== What the task requires ==
Locate all lines in the data below that hold "println" and show them.
══════
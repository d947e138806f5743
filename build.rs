//! Build script for almanac
//!
//! Captures git commit hash at build time for version verification.

use std::process::Command;

fn main() {
    let git_hash = Command::new("git")
        .args(["rev-parse", "--short", "HEAD"])
        .output()
        .ok()
        .and_then(|output| {
            if output.status.success() {
                String::from_utf8(output.stdout).ok()
            } else {
                None
            }
        })
        .map(|s| s.trim().to_string())
        .unwrap_or_else(|| "unknown".to_string());

    println!("cargo:rustc-env=GIT_COMMIT_SHORT={}", git_hash);

    let timestamp = chrono::Utc::now().format("%Y-%m-%dT%H:%M:%SZ").to_string();
    println!("cargo:rustc-env=BUILD_TIMESTAMP={}", timestamp);

    println!("cargo:rerun-if-changed=.git/HEAD");
    println!("cargo:rerun-if-changed=.git/refs/heads/");
}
══════
== Response ==
    println!("cargo:rustc-env=GIT_COMMIT_SHORT={}", git_hash);
    println!("cargo:rustc-env=BUILD_TIMESTAMP={}", timestamp);
    println!("cargo:rerun-if-changed=.git/HEAD");
    println!("cargo:rerun-if-changed=.git/refs/heads/");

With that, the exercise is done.